### TASK GOAL
All of the lines below should be output exactly as shown.

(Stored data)
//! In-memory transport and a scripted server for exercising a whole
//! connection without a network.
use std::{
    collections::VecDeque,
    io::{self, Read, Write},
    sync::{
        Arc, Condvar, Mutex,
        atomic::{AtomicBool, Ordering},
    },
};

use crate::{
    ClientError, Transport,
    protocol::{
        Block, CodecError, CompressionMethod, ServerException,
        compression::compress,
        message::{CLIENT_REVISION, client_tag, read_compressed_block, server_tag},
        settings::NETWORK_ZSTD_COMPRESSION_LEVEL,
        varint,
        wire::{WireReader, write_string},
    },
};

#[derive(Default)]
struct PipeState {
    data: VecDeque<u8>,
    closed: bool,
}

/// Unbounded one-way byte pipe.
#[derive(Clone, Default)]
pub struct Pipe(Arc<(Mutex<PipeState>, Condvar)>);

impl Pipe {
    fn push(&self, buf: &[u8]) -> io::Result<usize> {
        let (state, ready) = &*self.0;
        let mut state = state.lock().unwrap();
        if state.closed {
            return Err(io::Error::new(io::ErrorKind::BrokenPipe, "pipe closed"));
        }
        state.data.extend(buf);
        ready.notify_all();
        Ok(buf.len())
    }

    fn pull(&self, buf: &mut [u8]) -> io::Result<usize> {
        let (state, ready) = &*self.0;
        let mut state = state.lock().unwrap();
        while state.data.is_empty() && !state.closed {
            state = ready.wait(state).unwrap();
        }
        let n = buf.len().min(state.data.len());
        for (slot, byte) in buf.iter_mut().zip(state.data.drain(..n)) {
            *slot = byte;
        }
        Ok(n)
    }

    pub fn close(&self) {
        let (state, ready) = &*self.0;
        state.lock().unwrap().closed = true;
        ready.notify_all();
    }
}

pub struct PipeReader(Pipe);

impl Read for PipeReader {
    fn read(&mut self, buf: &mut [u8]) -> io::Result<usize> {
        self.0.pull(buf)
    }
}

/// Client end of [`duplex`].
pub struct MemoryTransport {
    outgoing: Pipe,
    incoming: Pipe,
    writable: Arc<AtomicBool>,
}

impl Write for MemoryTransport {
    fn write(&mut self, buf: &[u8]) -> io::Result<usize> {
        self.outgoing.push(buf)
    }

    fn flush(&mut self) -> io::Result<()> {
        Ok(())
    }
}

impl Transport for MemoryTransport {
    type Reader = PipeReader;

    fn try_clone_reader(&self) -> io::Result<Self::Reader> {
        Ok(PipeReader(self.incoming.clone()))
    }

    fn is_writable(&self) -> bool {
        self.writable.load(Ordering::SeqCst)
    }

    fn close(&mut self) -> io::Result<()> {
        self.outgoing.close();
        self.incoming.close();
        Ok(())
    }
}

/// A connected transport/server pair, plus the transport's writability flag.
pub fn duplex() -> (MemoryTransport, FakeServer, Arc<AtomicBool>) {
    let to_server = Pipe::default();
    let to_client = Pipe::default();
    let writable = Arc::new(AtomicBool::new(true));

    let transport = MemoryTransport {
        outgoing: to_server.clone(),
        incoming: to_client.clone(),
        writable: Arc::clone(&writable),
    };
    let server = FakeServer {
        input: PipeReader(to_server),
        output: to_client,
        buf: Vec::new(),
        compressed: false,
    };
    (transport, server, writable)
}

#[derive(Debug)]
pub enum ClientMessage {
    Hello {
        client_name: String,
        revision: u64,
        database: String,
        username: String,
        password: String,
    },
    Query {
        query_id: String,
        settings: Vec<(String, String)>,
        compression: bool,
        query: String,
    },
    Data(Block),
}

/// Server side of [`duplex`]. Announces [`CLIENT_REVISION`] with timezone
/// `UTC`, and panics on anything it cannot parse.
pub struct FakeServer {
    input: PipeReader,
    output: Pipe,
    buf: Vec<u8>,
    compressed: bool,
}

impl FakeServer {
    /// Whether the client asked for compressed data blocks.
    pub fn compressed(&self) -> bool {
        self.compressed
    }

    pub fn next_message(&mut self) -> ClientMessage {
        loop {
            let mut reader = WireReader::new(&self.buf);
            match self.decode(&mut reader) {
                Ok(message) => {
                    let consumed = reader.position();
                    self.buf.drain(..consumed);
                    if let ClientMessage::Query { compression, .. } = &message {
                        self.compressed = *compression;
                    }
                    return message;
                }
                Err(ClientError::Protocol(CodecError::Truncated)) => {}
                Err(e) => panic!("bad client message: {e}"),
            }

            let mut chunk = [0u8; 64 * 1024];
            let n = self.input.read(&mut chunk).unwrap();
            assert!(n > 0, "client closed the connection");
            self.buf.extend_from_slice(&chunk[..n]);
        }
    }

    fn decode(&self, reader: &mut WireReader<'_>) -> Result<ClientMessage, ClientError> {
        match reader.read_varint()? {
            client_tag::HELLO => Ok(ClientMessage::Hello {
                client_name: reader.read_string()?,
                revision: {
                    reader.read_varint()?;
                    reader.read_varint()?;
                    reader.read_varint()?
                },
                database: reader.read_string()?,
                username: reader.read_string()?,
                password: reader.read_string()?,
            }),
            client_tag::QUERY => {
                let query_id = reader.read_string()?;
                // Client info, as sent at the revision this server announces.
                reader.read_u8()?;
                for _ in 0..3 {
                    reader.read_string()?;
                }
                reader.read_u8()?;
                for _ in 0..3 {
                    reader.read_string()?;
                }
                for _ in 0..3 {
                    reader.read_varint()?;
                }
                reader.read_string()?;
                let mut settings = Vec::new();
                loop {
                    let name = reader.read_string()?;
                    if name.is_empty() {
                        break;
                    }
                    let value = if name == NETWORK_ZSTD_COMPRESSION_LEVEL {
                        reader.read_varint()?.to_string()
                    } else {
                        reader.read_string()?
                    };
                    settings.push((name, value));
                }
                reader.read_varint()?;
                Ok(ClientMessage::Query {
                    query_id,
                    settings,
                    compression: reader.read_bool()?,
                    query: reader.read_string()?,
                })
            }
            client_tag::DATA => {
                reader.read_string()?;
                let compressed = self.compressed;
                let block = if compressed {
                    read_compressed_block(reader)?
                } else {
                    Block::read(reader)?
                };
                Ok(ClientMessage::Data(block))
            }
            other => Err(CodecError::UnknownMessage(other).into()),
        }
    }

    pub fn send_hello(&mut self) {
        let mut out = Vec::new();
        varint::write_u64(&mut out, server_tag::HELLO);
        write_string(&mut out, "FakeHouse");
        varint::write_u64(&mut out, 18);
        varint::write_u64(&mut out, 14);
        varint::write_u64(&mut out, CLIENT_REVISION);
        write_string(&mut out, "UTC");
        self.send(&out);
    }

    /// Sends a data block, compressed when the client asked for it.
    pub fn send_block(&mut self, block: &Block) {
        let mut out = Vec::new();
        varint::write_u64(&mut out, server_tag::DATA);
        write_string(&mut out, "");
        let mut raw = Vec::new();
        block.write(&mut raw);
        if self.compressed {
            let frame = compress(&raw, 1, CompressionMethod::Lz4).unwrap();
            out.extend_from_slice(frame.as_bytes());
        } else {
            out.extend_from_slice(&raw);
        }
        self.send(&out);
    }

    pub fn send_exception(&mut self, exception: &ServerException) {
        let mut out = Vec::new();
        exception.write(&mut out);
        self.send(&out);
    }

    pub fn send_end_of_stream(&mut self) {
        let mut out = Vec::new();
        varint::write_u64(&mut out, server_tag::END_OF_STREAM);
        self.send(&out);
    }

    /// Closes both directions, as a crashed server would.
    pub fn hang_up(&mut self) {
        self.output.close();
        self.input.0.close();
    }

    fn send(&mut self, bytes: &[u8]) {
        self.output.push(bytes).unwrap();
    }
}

### YOUR RESPONSE
//! In-memory transport and a scripted server for exercising a whole
//! connection without a network.
use std::{
    collections::VecDeque,
    io::{self, Read, Write},
    sync::{
        Arc, Condvar, Mutex,
        atomic::{AtomicBool, Ordering},
    },
};

use crate::{
    ClientError, Transport,
    protocol::{
        Block, CodecError, CompressionMethod, ServerException,
        compression::compress,
        message::{CLIENT_REVISION, client_tag, read_compressed_block, server_tag},
        settings::NETWORK_ZSTD_COMPRESSION_LEVEL,
        varint,
        wire::{WireReader, write_string},
    },
};

#[derive(Default)]
struct PipeState {
    data: VecDeque<u8>,
    closed: bool,
}

/// Unbounded one-way byte pipe.
#[derive(Clone, Default)]
pub struct Pipe(Arc<(Mutex<PipeState>, Condvar)>);

impl Pipe {
    fn push(&self, buf: &[u8]) -> io::Result<usize> {
        let (state, ready) = &*self.0;
        let mut state = state.lock().unwrap();
        if state.closed {
            return Err(io::Error::new(io::ErrorKind::BrokenPipe, "pipe closed"));
        }
        state.data.extend(buf);
        ready.notify_all();
        Ok(buf.len())
    }

    fn pull(&self, buf: &mut [u8]) -> io::Result<usize> {
        let (state, ready) = &*self.0;
        let mut state = state.lock().unwrap();
        while state.data.is_empty() && !state.closed {
            state = ready.wait(state).unwrap();
        }
        let n = buf.len().min(state.data.len());
        for (slot, byte) in buf.iter_mut().zip(state.data.drain(..n)) {
            *slot = byte;
        }
        Ok(n)
    }

    pub fn close(&self) {
        let (state, ready) = &*self.0;
        state.lock().unwrap().closed = true;
        ready.notify_all();
    }
}

pub struct PipeReader(Pipe);

impl Read for PipeReader {
    fn read(&mut self, buf: &mut [u8]) -> io::Result<usize> {
        self.0.pull(buf)
    }
}

/// Client end of [`duplex`].
pub struct MemoryTransport {
    outgoing: Pipe,
    incoming: Pipe,
    writable: Arc<AtomicBool>,
}

impl Write for MemoryTransport {
    fn write(&mut self, buf: &[u8]) -> io::Result<usize> {
        self.outgoing.push(buf)
    }

    fn flush(&mut self) -> io::Result<()> {
        Ok(())
    }
}

impl Transport for MemoryTransport {
    type Reader = PipeReader;

    fn try_clone_reader(&self) -> io::Result<Self::Reader> {
        Ok(PipeReader(self.incoming.clone()))
    }

    fn is_writable(&self) -> bool {
        self.writable.load(Ordering::SeqCst)
    }

    fn close(&mut self) -> io::Result<()> {
        self.outgoing.close();
        self.incoming.close();
        Ok(())
    }
}

/// A connected transport/server pair, plus the transport's writability flag.
pub fn duplex() -> (MemoryTransport, FakeServer, Arc<AtomicBool>) {
    let to_server = Pipe::default();
    let to_client = Pipe::default();
    let writable = Arc::new(AtomicBool::new(true));

    let transport = MemoryTransport {
        outgoing: to_server.clone(),
        incoming: to_client.clone(),
        writable: Arc::clone(&writable),
    };
    let server = FakeServer {
        input: PipeReader(to_server),
        output: to_client,
        buf: Vec::new(),
        compressed: false,
    };
    (transport, server, writable)
}

#[derive(Debug)]
pub enum ClientMessage {
    Hello {
        client_name: String,
        revision: u64,
        database: String,
        username: String,
        password: String,
    },
    Query {
        query_id: String,
        settings: Vec<(String, String)>,
        compression: bool,
        query: String,
    },
    Data(Block),
}

/// Server side of [`duplex`]. Announces [`CLIENT_REVISION`] with timezone
/// `UTC`, and panics on anything it cannot parse.
pub struct FakeServer {
    input: PipeReader,
    output: Pipe,
    buf: Vec<u8>,
    compressed: bool,
}

impl FakeServer {
    /// Whether the client asked for compressed data blocks.
    pub fn compressed(&self) -> bool {
        self.compressed
    }

    pub fn next_message(&mut self) -> ClientMessage {
        loop {
            let mut reader = WireReader::new(&self.buf);
            match self.decode(&mut reader) {
                Ok(message) => {
                    let consumed = reader.position();
                    self.buf.drain(..consumed);
                    if let ClientMessage::Query { compression, .. } = &message {
                        self.compressed = *compression;
                    }
                    return message;
                }
                Err(ClientError::Protocol(CodecError::Truncated)) => {}
                Err(e) => panic!("bad client message: {e}"),
            }

            let mut chunk = [0u8; 64 * 1024];
            let n = self.input.read(&mut chunk).unwrap();
            assert!(n > 0, "client closed the connection");
            self.buf.extend_from_slice(&chunk[..n]);
        }
    }

    fn decode(&self, reader: &mut WireReader<'_>) -> Result<ClientMessage, ClientError> {
        match reader.read_varint()? {
            client_tag::HELLO => Ok(ClientMessage::Hello {
                client_name: reader.read_string()?,
                revision: {
                    reader.read_varint()?;
                    reader.read_varint()?;
                    reader.read_varint()?
                },
                database: reader.read_string()?,
                username: reader.read_string()?,
                password: reader.read_string()?,
            }),
            client_tag::QUERY => {
                let query_id = reader.read_string()?;
                // Client info, as sent at the revision this server announces.
                reader.read_u8()?;
                for _ in 0..3 {
                    reader.read_string()?;
                }
                reader.read_u8()?;
                for _ in 0..3 {
                    reader.read_string()?;
                }
                for _ in 0..3 {
                    reader.read_varint()?;
                }
                reader.read_string()?;
                let mut settings = Vec::new();
                loop {
                    let name = reader.read_string()?;
                    if name.is_empty() {
                        break;
                    }
                    let value = if name == NETWORK_ZSTD_COMPRESSION_LEVEL {
                        reader.read_varint()?.to_string()
                    } else {
                        reader.read_string()?
                    };
                    settings.push((name, value));
                }
                reader.read_varint()?;
                Ok(ClientMessage::Query {
                    query_id,
                    settings,
                    compression: reader.read_bool()?,
                    query: reader.read_string()?,
                })
            }
            client_tag::DATA => {
                reader.read_string()?;
                let compressed = self.compressed;
                let block = if compressed {
                    read_compressed_block(reader)?
                } else {
                    Block::read(reader)?
                };
                Ok(ClientMessage::Data(block))
            }
            other => Err(CodecError::UnknownMessage(other).into()),
        }
    }

    pub fn send_hello(&mut self) {
        let mut out = Vec::new();
        varint::write_u64(&mut out, server_tag::HELLO);
        write_string(&mut out, "FakeHouse");
        varint::write_u64(&mut out, 18);
        varint::write_u64(&mut out, 14);
        varint::write_u64(&mut out, CLIENT_REVISION);
        write_string(&mut out, "UTC");
        self.send(&out);
    }

    /// Sends a data block, compressed when the client asked for it.
    pub fn send_block(&mut self, block: &Block) {
        let mut out = Vec::new();
        varint::write_u64(&mut out, server_tag::DATA);
        write_string(&mut out, "");
        let mut raw = Vec::new();
        block.write(&mut raw);
        if self.compressed {
            let frame = compress(&raw, 1, CompressionMethod::Lz4).unwrap();
            out.extend_from_slice(frame.as_bytes());
        } else {
            out.extend_from_slice(&raw);
        }
        self.send(&out);
    }

    pub fn send_exception(&mut self, exception: &ServerException) {
        let mut out = Vec::new();
        exception.write(&mut out);
        self.send(&out);
    }

    pub fn send_end_of_stream(&mut self) {
        let mut out = Vec::new();
        varint::write_u64(&mut out, server_tag::END_OF_STREAM);
        self.send(&out);
    }

    /// Closes both directions, as a crashed server would.
    pub fn hang_up(&mut self) {
        self.output.close();
        self.input.0.close();
    }

    fn send(&mut self, bytes: &[u8]) {
        self.output.push(bytes).unwrap();
    }
}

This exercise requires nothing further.